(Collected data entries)
[Start of Attachment]
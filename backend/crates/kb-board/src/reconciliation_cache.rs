//! Client mirror of one open board.
//!
//! Optimistic moves land here before the store confirms them. Authoritative
//! listings are accepted only when their content signature differs from the
//! last listing accepted, so a response to a fetch issued before a move
//! cannot put the pre-move state back.

use crate::Signature;

use kb_core::{
    Column, CoreError, CoreResult, MovePlan, OrderedCollection, Position, PositionAllocator,
    Positioned, Task,
};

use std::collections::HashMap;
use std::fmt;
use std::panic::Location;

use error_location::ErrorLocation;
use log::{debug, info};
use uuid::Uuid;

#[derive(Debug, Clone, Copy, PartialEq, Eq, Hash)]
pub enum ItemKind {
    Column,
    Task,
}

impl fmt::Display for ItemKind {
    fn fmt(&self, f: &mut fmt::Formatter<'_>) -> fmt::Result {
        match self {
            Self::Column => write!(f, "column"),
            Self::Task => write!(f, "task"),
        }
    }
}

#[derive(Debug, Clone, Copy, PartialEq, Eq)]
pub enum ReconcileOutcome {
    /// Same content as the last accepted listing; payload dropped
    Unchanged,
    /// Working set replaced by the listing
    Replaced,
}

/// Scope and key of one item at a point in time
#[derive(Debug, Clone, Copy, PartialEq)]
pub struct Placement {
    pub item_id: Uuid,
    pub scope_id: Uuid,
    pub position: Position,
}

/// One optimistic move as applied to the cache
#[derive(Debug, Clone, PartialEq)]
pub struct OptimisticMove {
    pub kind: ItemKind,
    pub generation: u64,
    /// Placements before the move, one per touched item
    pub previous: Vec<Placement>,
    pub applied: Vec<Placement>,
}

impl OptimisticMove {
    pub fn is_empty(&self) -> bool {
        self.applied.is_empty()
    }
}

#[derive(Debug, Clone, Copy)]
struct Pending {
    placement: Placement,
    generation: u64,
}

/// Working set of one item kind plus its reconciliation bookkeeping
#[derive(Debug)]
struct Mirror<T> {
    items: OrderedCollection<T>,
    authoritative: Option<Signature>,
    /// Latest unconfirmed placement per item
    pending: HashMap<Uuid, Pending>,
}

impl<T: Positioned> Mirror<T> {
    fn new() -> Self {
        Self {
            items: OrderedCollection::new(),
            authoritative: None,
            pending: HashMap::new(),
        }
    }

    fn reconcile(&mut self, kind: ItemKind, items: Vec<T>) -> CoreResult<ReconcileOutcome> {
        let incoming = Signature::of(&items);

        if self.authoritative.as_ref() == Some(&incoming) {
            debug!("{} listing unchanged, keeping working set", kind);
            return Ok(ReconcileOutcome::Unchanged);
        }

        self.items = items.into_iter().collect();
        self.authoritative = Some(incoming);

        // Moves still in flight are newer than anything this listing saw
        self.pending.retain(|id, _| self.items.contains(*id));
        for pending in self.pending.values() {
            let placement = pending.placement;
            self.items
                .place(placement.item_id, placement.scope_id, placement.position)?;
        }

        info!(
            "Replaced {} working set with {} items ({} pending moves kept)",
            kind,
            self.items.len(),
            self.pending.len()
        );
        Ok(ReconcileOutcome::Replaced)
    }

    #[track_caller]
    fn apply(
        &mut self,
        kind: ItemKind,
        generation: u64,
        placements: Vec<Placement>,
    ) -> CoreResult<OptimisticMove> {
        let mut previous = Vec::with_capacity(placements.len());
        for placement in &placements {
            let item = self
                .items
                .get(placement.item_id)
                .ok_or_else(|| CoreError::ItemNotFound {
                    item_id: placement.item_id,
                    location: ErrorLocation::from(Location::caller()),
                })?;
            previous.push(Placement {
                item_id: placement.item_id,
                scope_id: item.scope_id(),
                position: item.position(),
            });
        }

        for placement in &placements {
            self.items
                .place(placement.item_id, placement.scope_id, placement.position)?;
            self.pending.insert(
                placement.item_id,
                Pending {
                    placement: *placement,
                    generation,
                },
            );
        }

        Ok(OptimisticMove {
            kind,
            generation,
            previous,
            applied: placements,
        })
    }

    fn confirm(&mut self, generation: u64) {
        self.pending
            .retain(|_, pending| pending.generation != generation);
    }

    fn abandon(&mut self, generation: u64) {
        self.pending
            .retain(|_, pending| pending.generation != generation);
        self.authoritative = None;
    }

    fn rollback(&mut self, optimistic: &OptimisticMove) -> CoreResult<usize> {
        let mut restored = 0;

        for previous in &optimistic.previous {
            let owner = self
                .pending
                .get(&previous.item_id)
                .map(|pending| pending.generation);

            // A later move owns this item now
            if owner != Some(optimistic.generation) {
                continue;
            }

            self.pending.remove(&previous.item_id);
            if self.items.contains(previous.item_id) {
                self.items
                    .place(previous.item_id, previous.scope_id, previous.position)?;
                restored += 1;
            }
        }

        Ok(restored)
    }
}

/// Working set of one open board: its columns and all of its
/// non-archived tasks.
#[derive(Debug)]
pub struct ReconciliationCache {
    board_id: Uuid,
    columns: Mirror<Column>,
    tasks: Mirror<Task>,
    generation: u64,
}

impl ReconciliationCache {
    pub fn new(board_id: Uuid) -> Self {
        Self {
            board_id,
            columns: Mirror::new(),
            tasks: Mirror::new(),
            generation: 0,
        }
    }

    pub fn board_id(&self) -> Uuid {
        self.board_id
    }

    /// Columns in display order
    pub fn columns(&self) -> Vec<&Column> {
        self.columns.items.list_by_scope(self.board_id)
    }

    /// Tasks of one column in display order
    pub fn tasks_in(&self, column_id: Uuid) -> Vec<&Task> {
        self.tasks.items.list_by_scope(column_id)
    }

    pub fn column_collection(&self) -> &OrderedCollection<Column> {
        &self.columns.items
    }

    pub fn task_collection(&self) -> &OrderedCollection<Task> {
        &self.tasks.items
    }

    /// Compute a move against the current optimistic view
    #[track_caller]
    pub fn plan_move(
        &self,
        allocator: &PositionAllocator,
        kind: ItemKind,
        item_id: Uuid,
        target_scope: Uuid,
        target_index: usize,
    ) -> CoreResult<MovePlan> {
        match kind {
            ItemKind::Column => {
                self.columns
                    .items
                    .plan_move(allocator, item_id, target_scope, target_index)
            }
            ItemKind::Task => {
                self.tasks
                    .items
                    .plan_move(allocator, item_id, target_scope, target_index)
            }
        }
    }

    /// Place one item immediately, ahead of the store confirming it
    #[track_caller]
    pub fn apply_optimistic_move(
        &mut self,
        kind: ItemKind,
        item_id: Uuid,
        new_scope: Uuid,
        new_position: Position,
    ) -> CoreResult<OptimisticMove> {
        self.apply_placements(
            kind,
            vec![Placement {
                item_id,
                scope_id: new_scope,
                position: new_position,
            }],
        )
    }

    /// Apply every placement of a plan as one optimistic move
    #[track_caller]
    pub fn apply_plan(&mut self, kind: ItemKind, plan: &MovePlan) -> CoreResult<OptimisticMove> {
        let placements = plan
            .placements()
            .into_iter()
            .map(|(item_id, scope_id, position)| Placement {
                item_id,
                scope_id,
                position,
            })
            .collect();
        self.apply_placements(kind, placements)
    }

    #[track_caller]
    fn apply_placements(
        &mut self,
        kind: ItemKind,
        placements: Vec<Placement>,
    ) -> CoreResult<OptimisticMove> {
        self.generation += 1;
        let generation = self.generation;

        let applied = match kind {
            ItemKind::Column => self.columns.apply(kind, generation, placements),
            ItemKind::Task => self.tasks.apply(kind, generation, placements),
        }?;

        debug!(
            "Applied optimistic {} move #{} touching {} items",
            kind,
            generation,
            applied.applied.len()
        );
        Ok(applied)
    }

    pub fn reconcile_columns(&mut self, columns: Vec<Column>) -> CoreResult<ReconcileOutcome> {
        self.columns.reconcile(ItemKind::Column, columns)
    }

    /// Archived tasks in the listing are ignored
    pub fn reconcile_tasks(&mut self, tasks: Vec<Task>) -> CoreResult<ReconcileOutcome> {
        let active = tasks.into_iter().filter(|task| !task.is_archived()).collect();
        self.tasks.reconcile(ItemKind::Task, active)
    }

    /// The store accepted the move; it no longer needs protecting
    pub fn confirm(&mut self, optimistic: &OptimisticMove) {
        match optimistic.kind {
            ItemKind::Column => self.columns.confirm(optimistic.generation),
            ItemKind::Task => self.tasks.confirm(optimistic.generation),
        }
    }

    /// The store rejected the move and it stays as-is in the cache. The move
    /// is no longer protected and the next listing replaces the working set
    /// whatever its signature.
    pub fn abandon(&mut self, optimistic: &OptimisticMove) {
        match optimistic.kind {
            ItemKind::Column => self.columns.abandon(optimistic.generation),
            ItemKind::Task => self.tasks.abandon(optimistic.generation),
        }
        info!(
            "Abandoned {} move #{}, next listing will resync",
            optimistic.kind, optimistic.generation
        );
    }

    /// Put back the pre-move placements of items no later move has touched.
    /// Returns how many items were restored.
    pub fn rollback(&mut self, optimistic: &OptimisticMove) -> CoreResult<usize> {
        let restored = match optimistic.kind {
            ItemKind::Column => self.columns.rollback(optimistic),
            ItemKind::Task => self.tasks.rollback(optimistic),
        }?;

        info!(
            "Rolled back {} of {} items of {} move #{}",
            restored,
            optimistic.previous.len(),
            optimistic.kind,
            optimistic.generation
        );
        Ok(restored)
    }

    /// Signature of the current (possibly optimistic) view
    pub fn signature(&self, kind: ItemKind) -> Signature {
        match kind {
            ItemKind::Column => Signature::of(self.columns.items.iter()),
            ItemKind::Task => Signature::of(self.tasks.items.iter()),
        }
    }

    /// Signature of the last listing accepted from the store
    pub fn authoritative_signature(&self, kind: ItemKind) -> Option<&Signature> {
        match kind {
            ItemKind::Column => self.columns.authoritative.as_ref(),
            ItemKind::Task => self.tasks.authoritative.as_ref(),
        }
    }

    /// Items with an unconfirmed optimistic placement
    pub fn pending_count(&self, kind: ItemKind) -> usize {
        match kind {
            ItemKind::Column => self.columns.pending.len(),
            ItemKind::Task => self.tasks.pending.len(),
        }
    }
}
[End of Attachment]
## What the task requires
Restate verbatim the first line above and all lines after it through the line containing "differs from the"; omit the rest.

## Output for this exercise
filename backend/crates/kb-board/src/reconciliation_cache.rs
//! Client mirror of one open board.
//!
//! Optimistic moves land here before the store confirms them. Authoritative
//! listings are accepted only when their content signature differs from the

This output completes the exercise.